That may be the idea, but it doesn't work. It hasn't worked. It creates massive rifts in the economy and focuses everything at the top, where people jealously horde their wealth. And please don't fall into the trap of thinking that there is only pure capitalism or pure socialism; a hybrid system that takes the best from both is the best answer for everybody.
I think the entire human aspect of this has been lost on everyone here. There is a reason a dragon was used, they tend to horde wealth because of their greed. The exact same thing happens with billionaires, and is the root as to why trickle down doesn't work. It's not like that greed is bound to just billionaires though, pretty much any human in that situation would do the same thing; as being greedy is in our very nature, especially when it helps one ensure their grip on power and influence.
People aren't dragons, and those billions aren't being hoarded in a giant pile. They're in stocks, investments, used to purchase goods and services, passed around family and friends.
Or even if the money is hoarded, so what? It ain't yours, it ain't mine.
It’s being hoarded but maybe not out of greed. It has to do with purchase power. A billionaire has somewhere around 1100x the purchasing power of an average person. In order for them to participate individually at the same level relative to wealth as the average person they would have to consume impossible amounts. Say average Joe buys a special coffee for themselves every week for $4.50. In order for a billionaire to contribute as much relatively they would have to consume $257k worth of coffee in that same timeframe which isn’t really feasible. A vast majority of their fortune is idle and earning interest, making the gap even worse. Becoming a billionaire is good for the economy but being one is not.
The easy way to deal with this is inheritance taxes. Capitalism is a system that provides for opportunity to become rich. Once a person is done being rich (dies) then a portion of that wealth is re-injected back to the lower economic stratum via public education, grants for college, nutrition programs, etc to hopefully produce the next person who is going to do all sorts of good thing for the economy becoming the next billionaire.

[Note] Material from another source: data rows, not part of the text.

// Copyright 2022 Webb Technologies Inc.
//
// Licensed under the Apache License, Version 2.0 (the "License");
// you may not use this file except in compliance with the License.
// You may obtain a copy of the License at
//
// http://www.apache.org/licenses/LICENSE-2.0
//
// Unless required by applicable law or agreed to in writing, software
// distributed under the License is distributed on an "AS IS" BASIS,
// WITHOUT WARRANTIES OR CONDITIONS OF ANY KIND, either express or implied.
// See the License for the specific language governing permissions and
// limitations under the License.

use std::future::Future;
use std::sync::Arc;
use std::time::Duration;

use ethers::abi::AbiEncode;
use ethers::providers::Middleware;
use ethers::types::transaction::eip2718::TypedTransaction;
use ethers::types::{Address, BlockNumber, TransactionRequest, TxHash, U256};
use typed_builder::TypedBuilder;
use trackless_relayer_types::Eid;
use trackless_relayer_utils::{RelayStage, ScanReportError};

use crate::{ChainGateway, RelayCredential, SubmitReportCall, TracklessCore};

/// A [`ChainGateway`] talking to a node through an ethers [`Middleware`],
/// usually a `Provider<Http>`.
#[derive(TypedBuilder)]
pub struct EvmChainGateway<M> {
    /// The node client.
    client: Arc<M>,
    /// Address of the registry contract.
    contract_address: Address,
    /// Chain id relay transactions are signed for.
    chain_id: u64,
    /// Bound on every view call and block read.
    #[builder(default = Duration::from_secs(10))]
    read_timeout: Duration,
    /// Bound on nonce read, signing and broadcast together.
    #[builder(default = Duration::from_secs(30))]
    submit_timeout: Duration,
    /// Gas limit of relay transactions.
    #[builder(default = U256::from(500_000u64), setter(into))]
    gas_limit: U256,
    /// Legacy gas price of relay transactions, `None` asks the node.
    #[builder(default)]
    gas_price: Option<U256>,
}

impl<M> std::fmt::Debug for EvmChainGateway<M> {
    fn fmt(&self, f: &mut std::fmt::Formatter<'_>) -> std::fmt::Result {
        f.debug_struct("EvmChainGateway")
            .field("contract_address", &self.contract_address)
            .field("chain_id", &self.chain_id)
            .finish()
    }
}

impl<M> EvmChainGateway<M>
where
    M: Middleware + 'static,
{
    fn contract(&self) -> TracklessCore<M> {
        TracklessCore::new(self.contract_address, self.client.clone())
    }

    /// Runs a chain read under the read timeout.
    async fn read<T, E, F>(
        &self,
        call: &'static str,
        fut: F,
    ) -> Result<T, ScanReportError>
    where
        F: Future<Output = Result<T, E>> + Send,
        E: std::fmt::Display,
    {
        match tokio::time::timeout(self.read_timeout, fut).await {
            Ok(Ok(value)) => Ok(value),
            Ok(Err(e)) => {
                tracing::warn!(call, error = %e, "chain read failed");
                Err(ScanReportError::chain_unavailable(call, e.to_string()))
            }
            Err(elapsed) => {
                tracing::warn!(call, "chain read timed out");
                Err(ScanReportError::chain_unavailable(call, elapsed))
            }
        }
    }

    async fn sign_and_broadcast(
        &self,
        eid: &Eid,
        scanner: Address,
        content_id: &str,
        credential: &RelayCredential,
    ) -> Result<TxHash, ScanReportError> {
        let from = credential.address();
        let nonce = self
            .client
            .get_transaction_count(from, Some(BlockNumber::Pending.into()))
            .await
            .map_err(|e| {
                ScanReportError::relay_failed(RelayStage::Nonce, e.to_string())
            })?;
        let gas_price = match self.gas_price {
            Some(price) => price,
            None => self.client.get_gas_price().await.map_err(|e| {
                ScanReportError::relay_failed(
                    RelayStage::GasPrice,
                    e.to_string(),
                )
            })?,
        };
        let data = SubmitReportCall {
            eid: eid.to_fixed_bytes(),
            scanner,
            ipfs_cid: content_id.to_string(),
        }
        .encode();
        let tx: TypedTransaction = TransactionRequest::new()
            .from(from)
            .to(self.contract_address)
            .data(data)
            .nonce(nonce)
            .gas(self.gas_limit)
            .gas_price(gas_price)
            .chain_id(self.chain_id)
            .into();
        let signature = credential.sign(&tx).await.map_err(|e| {
            ScanReportError::relay_failed(RelayStage::Sign, e.to_string())
        })?;
        let raw = tx.rlp_signed(&signature);
        let pending =
            self.client.send_raw_transaction(raw).await.map_err(|e| {
                tracing::event!(
                    target: trackless_relayer_utils::probe::TARGET,
                    tracing::Level::DEBUG,
                    kind = %trackless_relayer_utils::probe::Kind::RelayTx,
                    chain_id = %self.chain_id,
                    %nonce,
                    errored = true,
                    error = %e,
                );
                ScanReportError::relay_failed(
                    RelayStage::Broadcast,
                    e.to_string(),
                )
            })?;
        let tx_hash = *pending;
        tracing::event!(
            target: trackless_relayer_utils::probe::TARGET,
            tracing::Level::DEBUG,
            kind = %trackless_relayer_utils::probe::Kind::RelayTx,
            chain_id = %self.chain_id,
            %nonce,
            pending = true,
            %tx_hash,
        );
        Ok(tx_hash)
    }
}

/// Narrows a quantity read from the node, rejecting values past `u64`.
fn fit_u64(call: &'static str, value: U256) -> Result<u64, ScanReportError> {
    u64::try_from(value).map_err(|_| {
        tracing::warn!(call, %value, "node returned an out of range quantity");
        ScanReportError::chain_unavailable(
            call,
            "node returned an out of range quantity",
        )
    })
}

#[async_trait::async_trait]
impl<M> ChainGateway for EvmChainGateway<M>
where
    M: Middleware + 'static,
{
    fn chain_id(&self) -> u64 {
        self.chain_id
    }

    fn contract_address(&self) -> Address {
        self.contract_address
    }

    fn submit_timeout(&self) -> Duration {
        self.submit_timeout
    }

    #[tracing::instrument(skip(self))]
    async fn node_chain_id(&self) -> Result<u64, ScanReportError> {
        let chain_id =
            self.read("eth_chainId", self.client.get_chainid()).await?;
        fit_u64("eth_chainId", chain_id)
    }

    #[tracing::instrument(skip(self))]
    async fn owner_of(
        &self,
        eid: &Eid,
    ) -> Result<Option<Address>, ScanReportError> {
        let contract = self.contract();
        let call = contract.tracker_to_owner(eid.to_fixed_bytes());
        let owner = self.read("trackerToOwner", call.call()).await?;
        Ok((!owner.is_zero()).then_some(owner))
    }

    #[tracing::instrument(skip(self))]
    async fn is_lost(&self, eid: &Eid) -> Result<bool, ScanReportError> {
        let contract = self.contract();
        let call = contract.is_lost(eid.to_fixed_bytes());
        self.read("isLost", call.call()).await
    }

    #[tracing::instrument(skip(self))]
    async fn latest_block_timestamp(&self) -> Result<u64, ScanReportError> {
        let latest = self.client.get_block(BlockNumber::Latest);
        let block = self.read("eth_getBlockByNumber", latest).await?;
        let block = block.ok_or_else(|| {
            ScanReportError::chain_unavailable(
                "eth_getBlockByNumber",
                "node returned no latest block",
            )
        })?;
        fit_u64("eth_getBlockByNumber", block.timestamp)
    }

    #[tracing::instrument(skip(self, credential), fields(relayer = ?credential.address()))]
    async fn submit_report(
        &self,
        eid: &Eid,
        scanner: Address,
        content_id: &str,
        credential: &RelayCredential,
    ) -> Result<TxHash, ScanReportError> {
        let submission =
            self.sign_and_broadcast(eid, scanner, content_id, credential);
        match tokio::time::timeout(self.submit_timeout, submission).await {
            Ok(result) => result,
            Err(elapsed) => {
                tracing::warn!("relay submission timed out");
                Err(ScanReportError::relay_failed(RelayStage::Timeout, elapsed))
            }
        }
    }
}

#[cfg(test)]
mod tests {
    use super::*;
    use ethers::abi::{AbiDecode, Token};
    use ethers::providers::{JsonRpcClient, MockError, MockProvider, Provider};
    use ethers::signers::{LocalWallet, Signer};
    use ethers::types::Bytes;
    use serde::de::DeserializeOwned;
    use serde::Serialize;
    use tracing_test::traced_test;
    use trackless_relayer_utils::ErrorKind;

    /// A node that accepts every request and never answers.
    #[derive(Debug)]
    struct SilentNode;

    #[async_trait::async_trait]
    impl JsonRpcClient for SilentNode {
        type Error = MockError;

        async fn request<T, R>(
            &self,
            _method: &str,
            _params: T,
        ) -> Result<R, Self::Error>
        where
            T: std::fmt::Debug + Serialize + Send + Sync,
            R: DeserializeOwned + Send,
        {
            std::future::pending().await
        }
    }

    fn credential() -> RelayCredential {
        let wallet: LocalWallet =
            "ac0974bec39a17e36ba4a6b4d238ff944bacb478cbed5efcae784d7bf4f2ff80"
                .parse()
                .unwrap();
        RelayCredential::from(wallet.with_chain_id(31337u64))
    }

    fn gateway(
        read_timeout: Duration,
    ) -> (EvmChainGateway<Provider<MockProvider>>, MockProvider) {
        let (provider, mock) = Provider::mocked();
        let gateway = EvmChainGateway::builder()
            .client(Arc::new(provider))
            .contract_address(Address::repeat_byte(0x42))
            .chain_id(31337)
            .read_timeout(read_timeout)
            .gas_price(Some(U256::exp10(9)))
            .build();
        (gateway, mock)
    }

    fn abi_word(token: Token) -> Bytes {
        Bytes::from(ethers::abi::encode(&[token]))
    }

    #[tokio::test]
    async fn owner_of_decodes_the_owner() {
        let (gateway, mock) = gateway(Duration::from_secs(1));
        let owner = Address::repeat_byte(0xaa);
        mock.push::<Bytes, _>(abi_word(Token::Address(owner))).unwrap();
        let result = gateway.owner_of(&Eid::new([1; 32])).await.unwrap();
        assert_eq!(result, Some(owner));
    }

    #[tokio::test]
    async fn zero_owner_means_unregistered() {
        let (gateway, mock) = gateway(Duration::from_secs(1));
        mock.push::<Bytes, _>(abi_word(Token::Address(Address::zero()))).unwrap();
        let result = gateway.owner_of(&Eid::new([1; 32])).await.unwrap();
        assert_eq!(result, None);
    }

    #[tokio::test]
    async fn is_lost_decodes_the_flag() {
        let (gateway, mock) = gateway(Duration::from_secs(1));
        mock.push::<Bytes, _>(abi_word(Token::Bool(true))).unwrap();
        assert!(gateway.is_lost(&Eid::new([1; 32])).await.unwrap());
    }

    #[tokio::test]
    async fn empty_mock_is_chain_unavailable() {
        let (gateway, _mock) = gateway(Duration::from_secs(1));
        let err = gateway.is_lost(&Eid::new([1; 32])).await.unwrap_err();
        assert_eq!(err.kind(), ErrorKind::ChainUnavailable);
        assert_eq!(
            err.to_string(),
            "chain node unavailable while calling isLost"
        );
    }

    #[tokio::test]
    async fn node_chain_id_is_read_from_the_node() {
        let (gateway, mock) = gateway(Duration::from_secs(1));
        mock.push(U256::from(31337u64)).unwrap();
        assert_eq!(gateway.node_chain_id().await.unwrap(), 31337);
        assert_eq!(gateway.chain_id(), 31337);
    }

    #[test]
    fn submit_report_calldata_round_trips() {
        let call = SubmitReportCall {
            eid: [7u8; 32],
            scanner: Address::repeat_byte(0xbb),
            ipfs_cid: String::from("QmTrackless_abc"),
        };
        let encoded = call.clone().encode();
        // 4 bytes selector of submitReport(bytes32,address,string)
        assert_eq!(
            &encoded[..4],
            &ethers::utils::id("submitReport(bytes32,address,string)")[..]
        );
        let decoded = SubmitReportCall::decode(&encoded).unwrap();
        assert_eq!(decoded, call);
    }

    #[tokio::test]
    #[traced_test]
    async fn submit_report_broadcasts_the_signed_transaction() {
        let (gateway, mock) = gateway(Duration::from_secs(1));
        let tx_hash = TxHash::repeat_byte(0x77);
        // answers are served last pushed first: nonce, then the broadcast.
        mock.push(tx_hash).unwrap();
        mock.push(U256::from(5u64)).unwrap();
        let result = gateway
            .submit_report(
                &Eid::new([1; 32]),
                Address::repeat_byte(0xbb),
                "QmTrackless_abc",
                &credential(),
            )
            .await
            .unwrap();
        assert_eq!(result, tx_hash);
    }

    #[tokio::test]
    async fn failed_broadcast_names_its_stage() {
        let (gateway, mock) = gateway(Duration::from_secs(1));
        // only the nonce is answered.
        mock.push(U256::from(5u64)).unwrap();
        let err = gateway
            .submit_report(
                &Eid::new([1; 32]),
                Address::repeat_byte(0xbb),
                "QmTrackless_abc",
                &credential(),
            )
            .await
            .unwrap_err();
        assert_eq!(err.kind(), ErrorKind::RelaySubmissionFailed);
        assert_eq!(
            err.to_string(),
            "relay transaction failed at the broadcast stage"
        );
    }

    #[tokio::test]
    #[traced_test]
    async fn silent_node_hits_both_deadlines() {
        let gateway = EvmChainGateway::builder()
            .client(Arc::new(Provider::new(SilentNode)))
            .contract_address(Address::repeat_byte(0x42))
            .chain_id(31337)
            .read_timeout(Duration::from_millis(100))
            .submit_timeout(Duration::from_millis(100))
            .gas_price(Some(U256::exp10(9)))
            .build();

        let err = gateway.is_lost(&Eid::new([1; 32])).await.unwrap_err();
        assert_eq!(err.kind(), ErrorKind::ChainUnavailable);
        assert!(logs_contain("chain read timed out"));

        let err = gateway
            .submit_report(
                &Eid::new([1; 32]),
                Address::repeat_byte(0xbb),
                "QmTrackless_abc",
                &credential(),
            )
            .await
            .unwrap_err();
        assert_eq!(err.kind(), ErrorKind::RelaySubmissionFailed);
        assert_eq!(
            err.to_string(),
            "relay transaction failed at the timeout stage"
        );
        assert!(logs_contain("relay submission timed out"));
        assert_eq!(gateway.submit_timeout(), Duration::from_millis(100));
    }

    #[tokio::test]
    async fn out_of_range_quantities_are_rejected() {
        let (gateway, mock) = gateway(Duration::from_secs(1));
        mock.push(U256::MAX).unwrap();
        let err = gateway.node_chain_id().await.unwrap_err();
        assert_eq!(err.kind(), ErrorKind::ChainUnavailable);
        assert_eq!(
            err.to_string(),
            "chain node unavailable while calling eth_chainId"
        );
    }
}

@scatmandingo Nice elaboration. I was going to get into the inheritance tax. Most billionaires have pledged their fortunes be spent after they die on nearly everyone but their own children (who are already set up anyway), but that leads to another path I'd also have to go on is to point out what would happen if say... when Bill Gates dies if suddenly all his stocks are liquidated in one day. He'd screw over, quite literally, millions of investors by tanking the company value by 10% at the least. I'm sure there is a plan in his will, but can you imagine the chaos if $100+ billion of Microsoft stock were cashed in on a random Thursday?
Well it’s slightly more complex than that. Gates has pledged his fortune to go to his foundation which would inherit his MS shares and handle them as any other investment portfolio. They aren’t going to dump and kill the market; that wouldn’t be in their best interests. Foundations are not as altruistic as they seem at first. They are private companies with little to no transparency which make them a great place to stow away your fortune and do whatever you think is right with the money. Sometimes that is influencing the political process in ways that don’t suit the democratic process.

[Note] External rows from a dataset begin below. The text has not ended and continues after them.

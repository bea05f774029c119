// Copyright 2022 Webb Technologies Inc.
//
// Licensed under the Apache License, Version 2.0 (the "License");
// you may not use this file except in compliance with the License.
// You may obtain a copy of the License at
//
// http://www.apache.org/licenses/LICENSE-2.0
//
// Unless required by applicable law or agreed to in writing, software
// distributed under the License is distributed on an "AS IS" BASIS,
// WITHOUT WARRANTIES OR CONDITIONS OF ANY KIND, either express or implied.
// See the License for the specific language governing permissions and
// limitations under the License.

use std::sync::Arc;

use axum::extract::State;
use axum::Json;
use serde::Serialize;
use trackless_relayer_context::RelayerContext;
use trackless_relayer_types::address::checksummed;

/// Health check response
#[derive(Debug, Serialize)]
pub struct HealthResponse {
    status: &'static str,
    web3_connected: bool,
    contract: String,
    relayer: String,
}

/// Handles the health check.
///
/// Always answers, `web3_connected` tells whether the chain node answered
/// with the configured chain id.
pub async fn handle_health(
    State(ctx): State<Arc<RelayerContext>>,
) -> Json<HealthResponse> {
    let gateway = ctx.gateway();
    let web3_connected = match gateway.node_chain_id().await {
        Ok(chain_id) if chain_id == gateway.chain_id() => true,
        Ok(chain_id) => {
            tracing::warn!(
                expected = gateway.chain_id(),
                got = chain_id,
                "node is on another chain"
            );
            false
        }
        Err(e) => {
            tracing::warn!(error = %e, "health check could not reach the node");
            false
        }
    };
    Json(HealthResponse {
        status: if web3_connected { "ok" } else { "degraded" },
        web3_connected,
        contract: checksummed(&gateway.contract_address()),
        relayer: checksummed(&ctx.relay().relayer_address()),
    })
}
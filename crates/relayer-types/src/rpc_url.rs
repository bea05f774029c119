// Copyright 2022 Webb Technologies Inc.
//
// Licensed under the Apache License, Version 2.0 (the "License");
// you may not use this file except in compliance with the License.
// You may obtain a copy of the License at
//
// http://www.apache.org/licenses/LICENSE-2.0
//
// Unless required by applicable law or agreed to in writing, software
// distributed under the License is distributed on an "AS IS" BASIS,
// WITHOUT WARRANTIES OR CONDITIONS OF ANY KIND, either express or implied.
// See the License for the specific language governing permissions and
// limitations under the License.

use serde::{Deserialize, Serialize};

use crate::resolve_env_indirection;

/// An RPC URL Wrapper around [`url::Url`] to support the `serde` deserialization
/// from environment variables.
#[derive(Clone, Serialize)]
pub struct RpcUrl(url::Url);

impl RpcUrl {
    /// Returns the inner [`url::Url`].
    pub fn as_url(&self) -> &url::Url {
        &self.0
    }
}

impl std::fmt::Display for RpcUrl {
    fn fmt(&self, f: &mut std::fmt::Formatter<'_>) -> std::fmt::Result {
        // Display the inner url, not the wrapper.
        // with all the parts, scheme, host, port, path, query, fragment.
        let scheme = self.0.scheme();
        write!(f, "{scheme}")?;
        if let Some(host) = self.0.host_str() {
            write!(f, "://{host}")?;
        }
        if let Some(port) = self.0.port_or_known_default() {
            write!(f, ":{port}")?;
        }
        write!(f, "{}", self.0.path())?;

        if let Some(query) = self.0.query() {
            write!(f, "?{query}")?;
        }
        if let Some(fragment) = self.0.fragment() {
            write!(f, "#{fragment}")?;
        }
        Ok(())
    }
}

impl std::fmt::Debug for RpcUrl {
    fn fmt(&self, f: &mut std::fmt::Formatter<'_>) -> std::fmt::Result {
        write!(f, "{self}")?;
        Ok(())
    }
}

impl From<RpcUrl> for url::Url {
    fn from(rpc_url: RpcUrl) -> Self {
        rpc_url.0
    }
}

impl From<url::Url> for RpcUrl {
    fn from(url: url::Url) -> Self {
        RpcUrl(url)
    }
}

impl std::ops::Deref for RpcUrl {
    type Target = url::Url;

    fn deref(&self) -> &Self::Target {
        &self.0
    }
}

impl<'de> Deserialize<'de> for RpcUrl {
    fn deserialize<D>(deserializer: D) -> Result<Self, D::Error>
    where
        D: serde::Deserializer<'de>,
    {
        struct RpcUrlVistor;
        impl<'de> serde::de::Visitor<'de> for RpcUrlVistor {
            type Value = url::Url;

            fn expecting(
                &self,
                formatter: &mut std::fmt::Formatter,
            ) -> std::fmt::Result {
                formatter.write_str(
                    "rpc url string or an env var containing a rpc url string in it",
                )
            }

            fn visit_str<E>(self, value: &str) -> Result<Self::Value, E>
            where
                E: serde::de::Error,
            {
                let resolved = resolve_env_indirection(value)
                    .map_err(serde::de::Error::custom)?;
                url::Url::parse(&resolved)
                    .map_err(|e| serde::de::Error::custom(format!("{e:?}")))
            }
        }

        let rpc_url = deserializer.deserialize_str(RpcUrlVistor)?;
        Ok(Self(rpc_url))
    }
}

Dude, we all know know Gates is already has it set up so his money is put in the foundation without drastically altering Microsoft stock... I was just presenting that as an extreme example so my point would be clearer. As for foundations being closer to private companies, that's not exactly true. There are MUCH easier ways to accomplish that goal; like an LLC... the taxes are more complicated, but, ironically, it's more transparent.
.
What blows my mind is that people truly believe that Bernie Sanders or Elizabeth Warren are actually looking for their best interests. People honestly think that a Socialistic society works for anyone other than the "ruling class". And that makes it an enormous hypocrisy.
.
The reality is that EVERY government model requires a lower class. At least the GOP is honest about what it is and the system allows people to move up and down. Socialism temporarily lifts the bottom up a little but it pulls the people who try to move up back at the same time.
Housing is shitty, black mold, infestations, minimal maintenance that's like pulling teeth, and shitty neighborhoods. Food is deducted from my paycheck and I end up going hungry or buying my own groceries anyways because the schedule is shit and I have too tight a timeline to stand in line for an hour. Job training that had nearly a 50% fail rate and is completely irrelevant to what the Army actually makes me do, which costs even more in materials and man hours to teach. And while I don't give two shits about college, the only reason things got so bad is because the feds stuck their noses where it doesn't belong.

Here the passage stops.